Jetzt doch recht beunruhigt machte Wandan Anstalten, die Kordel zu lösen, mit der der Beutel verschlossen war, doch Cureda winkte ab.

"Nicht jetzt. Nicht hier. Nicht, bevor sie auf der Welt ist. Und egal was kommt, du darfst es ihr nicht geben. Erst, wenn du es brauchst. Erst, wenn es keine andere Möglichkeit mehr gibt. Sie wird wissen, was es ist. Eines Tages wird sie es wissen."

"Du sprichst in Rätseln, Cureda. Warum behältst du es nicht? Oder Saton? Ich glaube wirklich nicht, dass ich der Richtige..."

"Du bist der einzige Mensch außer Saton, den ich darum bitten kann. Und ich kann dir nicht erklären, warum es so wichtig ist, dass ein anderer... Bitte versprich es mir einfach, Wandan. Es darf niemals verlorengehen. Niemals. Sorge dafür."

"...Na... na gut."

"Vielleicht wirst du nie erfahren, worum ich dich hiermit gebeten habe und dann kannst du dankbar dafür sein. Aber vielleicht kennst du irgendwann die Antworten auf all deine Fragen. Und dann wirst du mich verstehen. Vertrau mir."

"Das tue ich. Ich werde es verwahren und behüten wie du es verlangt hast und niemand wird es jemals wissen. Aber wenn deine Tochter mich danach fragt..."

"Sie wird dich nicht danach fragen. Noch ist sie nicht geboren, aber ich glaube, so gut kenne ich sie jetzt schon."

In den nächsten Tagen verbrachten Cureda und Saton viel Zeit im Garten. Obwohl der Winter in Yto Te Vel noch nicht ganz verklungen war und Cureda sich zwei Wollumhänge umlegen musste, um nicht zu frieren, zog es sie immer wieder nach draußen und Saton wich ihr nur selten von der Seite.

Er redete mehr als üblich. Der sonst recht schweigsame Shaj konnte seine Nervosität vor niemandem mehr verbergen. Immer wieder legte er seine Hand auf Curedas gewölbten Leib, um das Leben zu spüren, das darin heranwuchs. Und er malte sich dabei aus, welch ein Mensch seine Tochter wohl werden würde.

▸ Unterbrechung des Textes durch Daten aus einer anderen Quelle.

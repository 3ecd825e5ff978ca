//! Dynamic values passed through koan functions

use serde::Serialize;
use std::fmt;

use super::KoanError;

/// A value a koan function can receive or return.
///
/// There is no variant for "nothing": absence is always `Option::None`, so a
/// missing argument can never be confused with a real value.
#[derive(Clone, PartialEq, Serialize)]
#[serde(untagged)]
pub enum Value {
    Number(f64),
    Text(String),
    Bool(bool),
    List(Vec<Value>),
}

/// Kind tag, including the absent case
#[derive(Clone, Copy, Debug, PartialEq, Eq, Serialize)]
#[serde(rename_all = "lowercase")]
pub enum ValueKind {
    Absent,
    Number,
    Text,
    Bool,
    List,
}

impl ValueKind {
    /// Kind of an optional value; `None` is `Absent`
    pub fn of(value: Option<&Value>) -> Self {
        value.map(Value::kind).unwrap_or(ValueKind::Absent)
    }

    pub fn name(&self) -> &'static str {
        match self {
            ValueKind::Absent => "absent",
            ValueKind::Number => "number",
            ValueKind::Text => "text",
            ValueKind::Bool => "bool",
            ValueKind::List => "list",
        }
    }
}

impl fmt::Display for ValueKind {
    fn fmt(&self, f: &mut fmt::Formatter<'_>) -> fmt::Result {
        f.write_str(self.name())
    }
}

impl Value {
    pub fn kind(&self) -> ValueKind {
        match self {
            Value::Number(_) => ValueKind::Number,
            Value::Text(_) => ValueKind::Text,
            Value::Bool(_) => ValueKind::Bool,
            Value::List(_) => ValueKind::List,
        }
    }

    /// The `+` operator: numbers add, and text on either side concatenates.
    pub fn add(&self, other: &Value) -> Result<Value, KoanError> {
        match (self, other) {
            (Value::Number(a), Value::Number(b)) => Ok(Value::Number(a + b)),
            (Value::Text(_), _) | (_, Value::Text(_)) => Ok(Value::Text(format!("{self}{other}"))),
            _ => Err(KoanError::TypeMismatch {
                left: self.kind(),
                right: other.kind(),
            }),
        }
    }
}

impl fmt::Display for Value {
    fn fmt(&self, f: &mut fmt::Formatter<'_>) -> fmt::Result {
        match self {
            Value::Number(n) => write!(f, "{n}"),
            Value::Text(s) => f.write_str(s),
            Value::Bool(b) => write!(f, "{b}"),
            Value::List(items) => {
                let joined: Vec<String> = items.iter().map(ToString::to_string).collect();
                f.write_str(&joined.join(","))
            }
        }
    }
}

// Debug output ends up in failure messages, so keep it close to a literal.
impl fmt::Debug for Value {
    fn fmt(&self, f: &mut fmt::Formatter<'_>) -> fmt::Result {
        match self {
            Value::Number(n) => write!(f, "{n}"),
            Value::Text(s) => write!(f, "{s:?}"),
            Value::Bool(b) => write!(f, "{b}"),
            Value::List(items) => f.debug_list().entries(items).finish(),
        }
    }
}

impl From<f64> for Value {
    fn from(n: f64) -> Self {
        Value::Number(n)
    }
}

impl From<i32> for Value {
    fn from(n: i32) -> Self {
        Value::Number(f64::from(n))
    }
}

impl From<i64> for Value {
    fn from(n: i64) -> Self {
        Value::Number(n as f64)
    }
}

impl From<&str> for Value {
    fn from(s: &str) -> Self {
        Value::Text(s.to_string())
    }
}

impl From<String> for Value {
    fn from(s: String) -> Self {
        Value::Text(s)
    }
}

impl From<bool> for Value {
    fn from(b: bool) -> Self {
        Value::Bool(b)
    }
}

impl From<Vec<Value>> for Value {
    fn from(items: Vec<Value>) -> Self {
        Value::List(items)
    }
}

#[cfg(test)]
mod tests {
    use super::*;

    #[test]
    fn test_numbers_add() {
        let sum = Value::from(1).add(&Value::from(2)).unwrap();
        assert_eq!(sum, Value::Number(3.0));
    }

    #[test]
    fn test_text_concatenates_with_any_side() {
        let left = Value::from("I am this!").add(&Value::from("msg")).unwrap();
        assert_eq!(left, Value::from("I am this!msg"));

        let right = Value::from(7).add(&Value::from(" rules")).unwrap();
        assert_eq!(right, Value::from("7 rules"));
    }

    #[test]
    fn test_incompatible_add_is_a_fault() {
        let err = Value::from(true).add(&Value::from(1)).unwrap_err();
        assert_eq!(
            err,
            KoanError::TypeMismatch {
                left: ValueKind::Bool,
                right: ValueKind::Number
            }
        );
    }

    #[test]
    fn test_kind_of_absent() {
        assert_eq!(ValueKind::of(None), ValueKind::Absent);
        assert_eq!(ValueKind::of(Some(&Value::from("x"))), ValueKind::Text);
    }

    #[test]
    fn test_lists_compare_by_value() {
        let a = Value::List(vec![Value::from(1), Value::from("two")]);
        let b = Value::List(vec![Value::from(1), Value::from("two")]);
        assert_eq!(a, b);
        assert_eq!(a.to_string(), "1,two");
        assert_eq!(format!("{a:?}"), "[1, \"two\"]");
    }
}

"Sicher wird sie genauso schön wie du." sagte er immer wieder und weidete sich dabei an Curedas Anblick. Das lange, glänzend-schwarze Haar, die tiefschwarzen Augen, das schmale Gesicht mit den feinen Zügen und ihre alabasterfarbene Haut waren für ihn der Inbegriff von Vollkommenheit. "Und sie wird deine Klugheit erben und deinen Sanftmut..."

"Besonders sanftmütig scheint sie mir im Augenblick nicht gerade." stöhnte Cureda und hielt sich den Bauch. "Ich glaube, sie kommt nie zur Ruhe. Letzte Nacht hat sie geradezu getobt und in der Nacht davor auch."

Saton strahlte. "Ein gesundes, temperamentvolles Mädchen! Und eine echte Batí!"

"Ja, das ist sie." Ein Schatten legte sich über Curedas Gesicht. "Und manchmal, da ist sie still. So still, dass ich Angst habe, sie könnte... Aber dann macht sie sich nur umso deutlicher bemerkbar. Wie ein Feuersturm."

"Und doch willst du mir noch nicht sagen, welchen Namen du ihr geben möchtest..."

Cureda seufzte.

"Es ist auch deine Tochter. Und du bist der Shaj der Nacht. Eigentlich solltest du entscheiden..."

"Das habe ich doch schon längst. Du trägst sie in dir. Du spürst sie. Niemand kennt sie besser als du. Und deshalb wirst du mir und allen Sichelländern sagen, wie wir sie nennen sollen. Das ist meine Entscheidung. Ich wünschte nur, du würdest mich nicht so lange zappeln lassen."

"Bald, Saton. Sehr bald."

Eine leise krächzende Stimme mischte sich in die Unterhaltung.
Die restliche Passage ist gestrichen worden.